PERSONALITY: WHY DO WE ACT THIS WAYS?
In my work as a psychotherapist and marital therapist, I have noticed that each of the driver coping patterns leads us into predictable areas of distress if used excessively in efforts to cope with change. Furthermore, I have found that the different kinds of distress that correspond with the different drivers lead to certain problems in reacting to illness. By understanding these potential personality-based pitfalls in coping with illness, you can avoid much pain and confusion. To help each other, you must understand what both of you are trying to accomplish—accomplish psychologically, that is—by behaving as you do.
Certain well-intentioned, healthy hopes and needs underlie most of our coping strategies. This makes common sense; we cope in ways we hope will allow us to end a negative state of affairs, gain a positive outcome, or avoid a feared negative outcome. It often seems that we operate as though we believe that if we can just do or be_(our typical coping pattern) long enough and hard enough, then_(the corresponding hoped-for, soothing consequence) will finally occur. A double-crossing surprise for most of us, however, is that the harder we do or be_(that is, follow our driver), the more thoroughly we stay stuck in an unanticipated pit of distress.

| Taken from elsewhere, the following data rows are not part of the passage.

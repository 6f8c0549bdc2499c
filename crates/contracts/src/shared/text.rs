//! Текстовые помощники: slug, поиск без учёта регистра, проверка email и времени

/// Поиск подстроки без учёта регистра. Пустой запрос совпадает со всем.
pub fn contains_ci(haystack: &str, needle: &str) -> bool {
    let needle = needle.trim();
    if needle.is_empty() {
        return true;
    }
    haystack.to_lowercase().contains(&needle.to_lowercase())
}

/// Как `contains_ci`, но для необязательных полей: `None` не совпадает с непустым запросом.
pub fn contains_ci_opt(haystack: Option<&str>, needle: &str) -> bool {
    match haystack {
        Some(h) => contains_ci(h, needle),
        None => needle.trim().is_empty(),
    }
}

fn transliterate(c: char) -> Option<&'static str> {
    let s = match c {
        'а' => "a", 'б' => "b", 'в' => "v", 'г' => "g", 'д' => "d",
        'е' | 'ё' | 'э' => "e", 'ж' => "zh", 'з' => "z", 'и' | 'й' => "i",
        'к' => "k", 'л' => "l", 'м' => "m", 'н' => "n", 'о' => "o",
        'п' => "p", 'р' => "r", 'с' => "s", 'т' => "t", 'у' => "u",
        'ф' => "f", 'х' => "kh", 'ц' => "ts", 'ч' => "ch", 'ш' => "sh",
        'щ' => "shch", 'ы' => "y", 'ю' => "yu", 'я' => "ya",
        'ъ' | 'ь' => "",
        // комбинируемые диакритические знаки (NFD): буква уже выведена
        '\u{300}'..='\u{36f}' => "",
        'à' | 'á' | 'ả' | 'ã' | 'ạ' | 'ă' | 'ằ' | 'ắ' | 'ẳ' | 'ẵ' | 'ặ'
        | 'â' | 'ầ' | 'ấ' | 'ẩ' | 'ẫ' | 'ậ' | 'ä' | 'å' => "a",
        'è' | 'é' | 'ẻ' | 'ẽ' | 'ẹ' | 'ê' | 'ề' | 'ế' | 'ể' | 'ễ' | 'ệ' | 'ë' => "e",
        'ì' | 'í' | 'ỉ' | 'ĩ' | 'ị' | 'ï' => "i",
        'ò' | 'ó' | 'ỏ' | 'õ' | 'ọ' | 'ô' | 'ồ' | 'ố' | 'ổ' | 'ỗ' | 'ộ'
        | 'ơ' | 'ờ' | 'ớ' | 'ở' | 'ỡ' | 'ợ' | 'ö' => "o",
        'ù' | 'ú' | 'ủ' | 'ũ' | 'ụ' | 'ư' | 'ừ' | 'ứ' | 'ử' | 'ữ' | 'ự' | 'ü' => "u",
        'ỳ' | 'ý' | 'ỷ' | 'ỹ' | 'ỵ' => "y",
        'đ' => "d",
        'ñ' => "n",
        'ç' => "c",
        'ø' => "o",
        'ß' => "ss",
        _ => return None,
    };
    Some(s)
}

/// Строит URL-slug из заголовка: латиница в нижнем регистре, цифры и одиночные дефисы.
///
/// Кириллица транслитерируется, диакритика вьетнамского/латиницы снимается,
/// остальные символы схлопываются в один `-`.
pub fn slugify(input: &str) -> String {
    let mut slug = String::with_capacity(input.len());
    let mut pending_dash = false;

    for c in input.to_lowercase().chars() {
        let piece: Option<String> = if c.is_ascii_alphanumeric() {
            Some(c.to_string())
        } else {
            transliterate(c).map(str::to_string)
        };

        match piece {
            Some(p) if p.is_empty() => {}
            Some(p) => {
                if pending_dash && !slug.is_empty() {
                    slug.push('-');
                }
                pending_dash = false;
                slug.push_str(&p);
            }
            None => pending_dash = true,
        }
    }

    slug
}

/// Slug допустим, если состоит из `[a-z0-9-]`, не начинается и не заканчивается дефисом
/// и не содержит двойных дефисов.
pub fn is_valid_slug(slug: &str) -> bool {
    !slug.is_empty()
        && slug
            .chars()
            .all(|c| c.is_ascii_lowercase() || c.is_ascii_digit() || c == '-')
        && !slug.starts_with('-')
        && !slug.ends_with('-')
        && !slug.contains("--")
}

/// Упрощённая проверка email: одна `@`, непустые части, точка в домене.
pub fn is_valid_email(email: &str) -> bool {
    let email = email.trim();
    let Some((local, domain)) = email.split_once('@') else {
        return false;
    };
    !local.is_empty()
        && !domain.contains('@')
        && domain.contains('.')
        && !domain.starts_with('.')
        && !domain.ends_with('.')
        && !email.contains(char::is_whitespace)
}

/// Пустая строка формы → `None`, иначе обрезанное значение
pub fn non_empty(value: &str) -> Option<String> {
    let trimmed = value.trim();
    (!trimmed.is_empty()).then(|| trimmed.to_string())
}

/// Разбирает время "HH:MM" в минуты от полуночи
pub fn parse_hhmm(value: &str) -> Option<u32> {
    let (h, m) = value.trim().split_once(':')?;
    if h.len() != 2 || m.len() != 2 {
        return None;
    }
    let h: u32 = h.parse().ok()?;
    let m: u32 = m.parse().ok()?;
    if h > 23 || m > 59 {
        return None;
    }
    Some(h * 60 + m)
}

#[cfg(test)]
mod tests {
    use super::*;

    #[test]
    fn test_slugify_latin() {
        assert_eq!(slugify("Grand Opening: Court #5!"), "grand-opening-court-5");
        assert_eq!(slugify("  --Hello   World--  "), "hello-world");
    }

    #[test]
    fn test_slugify_cyrillic_and_vietnamese() {
        assert_eq!(slugify("Открытие сезона 2025"), "otkrytie-sezona-2025");
        assert_eq!(slugify("Sân cầu lông Đà Nẵng"), "san-cau-long-da-nang");
        assert_eq!(slugify("Подъезд"), "podezd");
    }

    #[test]
    fn test_slugify_decomposed_vietnamese() {
        // ввод в NFD: базовая буква и отдельный знак
        assert_eq!(slugify("Sa\u{302}n ca\u{302}\u{300}u lo\u{302}ng"), "san-cau-long");
        assert_eq!(slugify("Sa\u{302}n"), "san");
        assert_eq!(slugify("Đa\u{300} Na\u{306}\u{303}ng"), "da-nang");
    }

    #[test]
    fn test_slugify_other_latin_letters() {
        assert_eq!(slugify("Niño Café"), "nino-cafe");
        assert_eq!(slugify("Façade Straße"), "facade-strasse");
    }

    #[test]
    fn test_slug_validation() {
        assert!(is_valid_slug("summer-cup-2025"));
        assert!(!is_valid_slug(""));
        assert!(!is_valid_slug("-leading"));
        assert!(!is_valid_slug("trailing-"));
        assert!(!is_valid_slug("double--dash"));
        assert!(!is_valid_slug("Upper"));
        assert!(is_valid_slug(&slugify("Любой заголовок!")));
    }

    #[test]
    fn test_contains_ci() {
        assert!(contains_ci("Центральный Корт", "корт"));
        assert!(contains_ci("anything", "   "));
        assert!(!contains_ci("Court A", "b"));
        assert!(!contains_ci_opt(None, "x"));
        assert!(contains_ci_opt(None, ""));
    }

    #[test]
    fn test_email() {
        assert!(is_valid_email("admin@club.vn"));
        assert!(!is_valid_email("admin@club"));
        assert!(!is_valid_email("@club.vn"));
        assert!(!is_valid_email("a b@club.vn"));
        assert!(!is_valid_email("a@b@c.vn"));
    }

    #[test]
    fn test_non_empty() {
        assert_eq!(non_empty("  x "), Some("x".to_string()));
        assert_eq!(non_empty("   "), None);
    }

    #[test]
    fn test_parse_hhmm() {
        assert_eq!(parse_hhmm("06:30"), Some(390));
        assert_eq!(parse_hhmm("23:59"), Some(1439));
        assert_eq!(parse_hhmm("24:00"), None);
        assert_eq!(parse_hhmm("6:30"), None);
        assert_eq!(parse_hhmm("junk"), None);
    }
}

This table also outlines the pitfalls that inevitably result from excessively following any given driver in coping with stress. Identify any symptoms that might describe your reactions as you fall prey to coping pitfalls. Note the underlying hopes that probably correspond with your misguided efforts to deal with stress by overusing your particular drivers.
Certainly no one (not even a concerned spouse) can change for you, but you can be helpful to each other as you attempt to change yourselves. It will be tremendously soothing if you will bless each other by providing some version of the hopes that underlie the driver patterns as each of you attempts your respective changing. For example, it is helpful to a Trying Hard individual to be reminded by his or her spouse that he or she deserves to rest and enjoy life. Or, in countering Being Perfect tendencies, it is helpful to be reminded that "good enough" is all that is required in most aspects of life.
Next, list the ways you can be nurturingly helpful to each other as you struggle with the anxieties of learning about these new ways of being.